アジアンカープはツイン・シティーのすぐそばまで来ており、自然保護団体はミネソタ州の河川や湖にこれ以上外来魚が定着しないよう、セントアンソニー滝の上流のロックを閉鎖するよう求める連邦法案「Upper Mississipi CARP ACT(H.R. 709/S. 365)」を成立させるよう、強く政府へ求めている。
「ロックを閉鎖することが上流への分布の移動を阻止するために最も効果的な解決方法です」と、Minnesota Coalition of Lake Associations((仮)湖沼団体ミネソタ連合)のBarb Halbakken Fishburg氏は述べた。
「私たちは環境や経済を守るため、ミネソタ州連邦議会代表団に対してセントアンソニー滝の上流のロックを閉鎖する法案の成立を強く求めています。私たちはこれらの陸水、そして自然の生態系を守らなければならないのです。

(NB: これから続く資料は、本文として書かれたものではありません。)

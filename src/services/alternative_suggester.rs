use std::collections::HashSet;
use std::sync::Arc;
use std::time::Duration as StdDuration;

use chrono::{DateTime, Datelike, Duration, NaiveDate, NaiveTime, Utc};
use tokio::time::timeout;
use tracing::{debug, warn};

use crate::config::{AlternativeWeights, EngineConfig};
use crate::error::{AppError, AppResult, RecommenderErrorCode};
use crate::models::scheduling::{rank_alternatives, Alternative, Client, Conflict, ConflictType, ExistingSession, Therapist};
use crate::services::compatibility::CompatibilityScorer;
use crate::services::conflict_detector::{validate_request, ConflictDetector, ProposedSession};
use crate::services::recommender::{AlternativeRecommender, RecommendationRequest};
use crate::services::schedule_utils;

const MINUTES_PER_DAY: i64 = 1_440;

/// Searches the days around a rejected request for conflict-free slots and
/// ranks them by closeness to the original time.
#[derive(Clone)]
pub struct AlternativeSuggester {
    detector: ConflictDetector,
    scorer: CompatibilityScorer,
    search_days: u32,
    slot_granularity_minutes: u32,
    max_alternatives: usize,
    weights: AlternativeWeights,
    recommender: Option<Arc<dyn AlternativeRecommender>>,
    recommender_timeout: StdDuration,
}

impl AlternativeSuggester {
    pub fn new(config: &EngineConfig, scorer: CompatibilityScorer) -> Self {
        Self {
            detector: ConflictDetector::new(config.timezone),
            scorer,
            search_days: config.search_days,
            slot_granularity_minutes: config.slot_granularity_minutes.max(1),
            max_alternatives: config.max_alternatives,
            weights: config.alternative_weights,
            recommender: None,
            recommender_timeout: config.recommender_timeout(),
        }
    }

    pub fn with_recommender(mut self, recommender: Arc<dyn AlternativeRecommender>) -> Self {
        self.recommender = Some(recommender);
        self
    }

    /// Ranked alternatives for a request. Recommender failures degrade to an
    /// empty list; only invalid requests are errors.
    pub async fn suggest(
        &self,
        proposal: &ProposedSession,
        existing_sessions: &[ExistingSession],
        therapist: &Therapist,
        client: &Client,
        conflicts: &[Conflict],
    ) -> AppResult<Vec<Alternative>> {
        let local = self.local_candidates(proposal, existing_sessions, therapist, client, conflicts)?;
        if conflicts.is_empty() {
            return Ok(local);
        }

        let Some(recommender) = self.recommender.as_ref() else {
            return Ok(local);
        };

        let request = RecommendationRequest {
            start_time: proposal.start_time,
            end_time: proposal.end_time,
            therapist_id: proposal.therapist_id.clone(),
            client_id: proposal.client_id.clone(),
            conflicts: conflicts.to_vec(),
            candidates: local,
            max_alternatives: self.max_alternatives,
        };

        let outcome = match timeout(self.recommender_timeout, recommender.recommend(&request)).await {
            Ok(result) => result,
            Err(_) => Err(AppError::recommender(
                RecommenderErrorCode::Timeout,
                format!(
                    "recommender did not answer within {} ms",
                    self.recommender_timeout.as_millis()
                ),
            )),
        };

        match outcome {
            Ok(alternatives) => Ok(self.revalidate(alternatives, proposal, existing_sessions, therapist, client)),
            Err(err) => {
                warn!(
                    target: "engine::suggest",
                    therapist_id = %proposal.therapist_id,
                    client_id = %proposal.client_id,
                    code = err.recommender_code().map(|code| code.as_str()).unwrap_or("UNKNOWN"),
                    error = %err,
                    "recommender failed; returning no alternatives"
                );
                Ok(Vec::new())
            }
        }
    }

    /// Neighborhood search without delegation.
    pub fn local_candidates(
        &self,
        proposal: &ProposedSession,
        existing_sessions: &[ExistingSession],
        therapist: &Therapist,
        client: &Client,
        conflicts: &[Conflict],
    ) -> AppResult<Vec<Alternative>> {
        validate_request(proposal, therapist, client)?;
        if conflicts.is_empty() {
            return Ok(Vec::new());
        }

        let tz = self.detector.timezone();
        let duration = proposal.minutes();
        let origin_date = schedule_utils::local_slot(proposal.start_time, proposal.end_time, tz).date;
        let compatibility = self.scorer.score(therapist, client)?;
        let resolved = resolved_label(conflicts);
        let search_days = i64::from(self.search_days);

        let mut alternatives = Vec::new();
        for offset in -search_days..=search_days {
            let Some(date) = origin_date.checked_add_signed(Duration::days(offset)) else {
                continue;
            };
            let Some(window) = therapist
                .availability
                .shared_window(date.weekday(), &client.availability)
            else {
                continue;
            };

            for start in schedule_utils::slot_starts(
                window.start,
                window.end,
                duration,
                i64::from(self.slot_granularity_minutes),
            ) {
                let Some(start_time) = schedule_utils::at_local(date, start, tz) else {
                    continue;
                };
                if start_time == proposal.start_time {
                    continue;
                }
                let end_time = start_time + Duration::minutes(duration);
                let candidate = retimed(proposal, start_time, end_time);
                if !self
                    .detector
                    .collect(&candidate, existing_sessions, therapist, client)
                    .is_empty()
                {
                    continue;
                }

                let delta = (start_time - proposal.start_time).num_minutes();
                alternatives.push(Alternative {
                    start_time,
                    end_time,
                    score: self.blend(compatibility, self.proximity(delta)),
                    reason: format!("{resolved}; {}", relation(origin_date, date, delta, start)),
                });
            }
        }

        rank_alternatives(&mut alternatives);
        alternatives.truncate(self.max_alternatives);

        debug!(
            target: "engine::suggest",
            therapist_id = %proposal.therapist_id,
            client_id = %proposal.client_id,
            found = alternatives.len(),
            "local alternatives ranked"
        );

        Ok(alternatives)
    }

    fn proximity(&self, delta_minutes: i64) -> f64 {
        let span = (i64::from(self.search_days) * MINUTES_PER_DAY + MINUTES_PER_DAY) as f64;
        (1.0 - delta_minutes.abs() as f64 / span).clamp(0.0, 1.0)
    }

    fn blend(&self, compatibility: f64, proximity: f64) -> f64 {
        (self.weights.compatibility * compatibility + self.weights.proximity * proximity).clamp(0.0, 1.0)
    }

    fn revalidate(
        &self,
        alternatives: Vec<Alternative>,
        proposal: &ProposedSession,
        existing_sessions: &[ExistingSession],
        therapist: &Therapist,
        client: &Client,
    ) -> Vec<Alternative> {
        let returned = alternatives.len();
        let mut seen = HashSet::new();
        let mut accepted: Vec<Alternative> = alternatives
            .into_iter()
            .filter(|alt| alt.end_time > alt.start_time && alt.start_time != proposal.start_time)
            .filter(|alt| seen.insert((alt.start_time, alt.end_time)))
            .filter(|alt| {
                let candidate = retimed(proposal, alt.start_time, alt.end_time);
                self.detector
                    .collect(&candidate, existing_sessions, therapist, client)
                    .is_empty()
            })
            .map(|mut alt| {
                alt.score = if alt.score.is_finite() { alt.score.clamp(0.0, 1.0) } else { 0.0 };
                alt
            })
            .collect();

        rank_alternatives(&mut accepted);
        accepted.truncate(self.max_alternatives);

        if accepted.len() < returned {
            debug!(
                target: "engine::suggest",
                returned,
                accepted = accepted.len(),
                "dropped recommender alternatives that failed revalidation"
            );
        }
        accepted
    }
}

fn retimed(proposal: &ProposedSession, start_time: DateTime<Utc>, end_time: DateTime<Utc>) -> ProposedSession {
    ProposedSession {
        start_time,
        end_time,
        ..proposal.clone()
    }
}

fn resolved_label(conflicts: &[Conflict]) -> String {
    let mut kinds: Vec<ConflictType> = Vec::new();
    for conflict in conflicts {
        if !kinds.contains(&conflict.conflict_type) {
            kinds.push(conflict.conflict_type);
        }
    }
    let described: Vec<&str> = kinds.iter().map(|kind| kind.describe()).collect();
    format!("Resolves {}", described.join(" and "))
}

fn relation(origin: NaiveDate, date: NaiveDate, delta_minutes: i64, start: NaiveTime) -> String {
    let days = (date - origin).num_days();
    if days == 0 {
        let direction = if delta_minutes < 0 { "earlier" } else { "later" };
        return format!("same day, {} {direction}", span_label(delta_minutes.abs()));
    }
    let direction = if days < 0 { "earlier" } else { "later" };
    let count = days.abs();
    format!(
        "{count} day{} {direction} at {}",
        if count == 1 { "" } else { "s" },
        start.format("%H:%M")
    )
}

fn span_label(minutes: i64) -> String {
    if minutes >= 60 && minutes % 60 == 0 {
        let hours = minutes / 60;
        format!("{hours} hour{}", if hours == 1 { "" } else { "s" })
    } else {
        format!("{minutes} minutes")
    }
}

それはミネソタ州にとって最も重要なことなのです」。
野生生物管理者らは、この外来魚が在来種を絶滅させ、それらの生息環境を破壊するのではないかと心配している。
アジアンカープはミシシッピ川やイリノイ川の広範囲に定着しており、ある水域では生息している生物の90%以上がアジアンカープであるとの報告が上がっている。
「アジアンカープは過去に経済破壊、環境破壊を引き起こしています」と、Minnesota Conservation Federation((仮)ミネソタ自然保護連盟)理事のGary Botzek氏は述べた。
「ミネソタ州ではそうならないようにしたいのです。幸運にも、私たちにはアジアンカープがさらに上流に侵入するのを防ぐ解決策があります。しかし、ぐずぐずしている暇はありせん。政府は早急に対応しなければならないのです」。
ミネソタ州天然資源省によると、ミネソタ州では漁業が43,000人もの雇用を支え、年間28億ドルの直接支出を生み、そして、州政府・連邦政府への税収入として年間6億4千万ドル以上も貢献しているという。
「アジアンカープは、ミネソタ州の経済にとって年間何十億ドルもの価値を生みだす商業的かつ娯楽的な漁業に多大なる損害を与える可能性があるのです」と、Anglers for Habitat(自然保護団体)の代表であるLance Ness氏はいう。
「我々が何も行動しなければ、雇用や経済に対する脅威は大きくなるばかりです。この問題には解決策があります。今まさに行動するべき時なのです」。